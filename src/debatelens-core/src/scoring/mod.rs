//! Round and debate scoring.
//!
//! Folds a completed debate's turn analyses and audience votes into a
//! [`DebateScore`]. Everything except the closing narrative is deterministic
//! arithmetic; the narrative is one best-effort LLM call.

use std::sync::Arc;
use std::time::Duration;

use chrono::Utc;

use crate::analysis::prompts::NARRATIVE_SYSTEM_PROMPT;
use crate::llm::{CompletionClient, CompletionOptions, complete_with_timeout};
use crate::model::{
    Debate, DebateInsights, DebateScore, DebateVote, ScoringWeights, SideScore, Turn, Winner,
};
use crate::participant::Side;

pub mod components;
pub mod insights;

pub use components::{DRAW_BAND, audience_support, decide_winner};

/// Narrative used when the LLM summary is unavailable.
pub const NARRATIVE_FALLBACK: &str =
    "Narrative analysis is unavailable for this debate; see the component scores for the outcome.";

/// Computes the final score of a completed debate.
pub struct DebateScorer {
    llm: Arc<dyn CompletionClient>,
    weights: ScoringWeights,
    options: CompletionOptions,
    timeout: Duration,
}

impl DebateScorer {
    pub fn new(llm: Arc<dyn CompletionClient>, weights: ScoringWeights, timeout: Duration) -> Self {
        if (weights.sum() - 100.0).abs() > f64::EPSILON {
            tracing::warn!(sum = weights.sum(), "Scoring weights do not sum to 100");
        }
        Self {
            llm,
            weights,
            options: CompletionOptions {
                temperature: 0.5,
                max_tokens: 400,
            },
            timeout,
        }
    }

    pub fn weights(&self) -> ScoringWeights {
        self.weights
    }

    /// Score a debate from all of its turns and votes.
    pub async fn score_debate(
        &self,
        debate: &Debate,
        turns: &[Turn],
        votes: &[DebateVote],
    ) -> DebateScore {
        let (audience_for, audience_against) = audience_support(votes);
        let for_side = components::side_score(turns, Side::For, audience_for, &self.weights);
        let against = components::side_score(turns, Side::Against, audience_against, &self.weights);
        let (winner, confidence) = decide_winner(for_side.total, against.total);

        let mut insights = DebateInsights {
            strongest_argument_for: insights::strongest_argument(turns, Side::For),
            strongest_argument_against: insights::strongest_argument(turns, Side::Against),
            missed_rebuttals: insights::missed_rebuttals(turns),
            key_moments: insights::key_moments(turns),
            overall_analysis: String::new(),
        };
        insights.overall_analysis = self
            .narrative(debate, &for_side, &against, winner, &insights)
            .await;

        tracing::info!(
            debate_id = %debate.id,
            total_for = for_side.total,
            total_against = against.total,
            winner = ?winner,
            confidence = confidence,
            "Debate scored"
        );

        DebateScore {
            debate_id: debate.id,
            for_side,
            against,
            round_scores: components::round_breakdown(turns, &debate.rounds),
            insights,
            winner,
            confidence,
            weights: self.weights,
            vote_count: votes.len(),
            scored_at: Utc::now(),
        }
    }

    async fn narrative(
        &self,
        debate: &Debate,
        for_side: &SideScore,
        against: &SideScore,
        winner: Winner,
        insights: &DebateInsights,
    ) -> String {
        let prompt = build_narrative_prompt(debate, for_side, against, winner, insights);
        match complete_with_timeout(
            self.llm.as_ref(),
            NARRATIVE_SYSTEM_PROMPT,
            &prompt,
            self.options,
            self.timeout,
        )
        .await
        {
            Ok(text) if !text.trim().is_empty() => text.trim().to_string(),
            Ok(_) => NARRATIVE_FALLBACK.to_string(),
            Err(e) => {
                tracing::warn!(debate_id = %debate.id, error = %e, "Narrative generation failed");
                NARRATIVE_FALLBACK.to_string()
            }
        }
    }
}

fn build_narrative_prompt(
    debate: &Debate,
    for_side: &SideScore,
    against: &SideScore,
    winner: Winner,
    insights: &DebateInsights,
) -> String {
    let mut prompt = format!("TOPIC: {}\n\n", debate.topic);
    for (label, score) in [("FOR", for_side), ("AGAINST", against)] {
        prompt.push_str(&format!(
            "{label}: total {:.1} (argument quality {:.1}, rebuttals {:.1}, conduct {:.1}, audience {:.1})\n",
            score.total,
            score.argument_quality,
            score.rebuttal_effectiveness,
            score.conduct_clarity,
            score.audience_support,
        ));
    }
    prompt.push_str(&format!("RESULT: {:?}\n", winner));

    for (label, strongest) in [
        ("FOR", &insights.strongest_argument_for),
        ("AGAINST", &insights.strongest_argument_against),
    ] {
        if let Some(s) = strongest {
            prompt.push_str(&format!("STRONGEST {label} ARGUMENT: {}\n", s.excerpt));
        }
    }
    for missed in &insights.missed_rebuttals {
        prompt.push_str(&format!(
            "UNANSWERED CLAIM (missed by {}): {}\n",
            missed.missed_by.display_name(),
            missed.claim
        ));
    }
    for moment in &insights.key_moments {
        prompt.push_str(&format!(
            "KEY MOMENT: turn {} by {} ({})\n",
            moment.turn_number,
            moment.author,
            moment.label()
        ));
    }
    prompt
}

* Required action *
Determine how many lines above contain the string "unavailable". Give only that number.

* Task answer *
2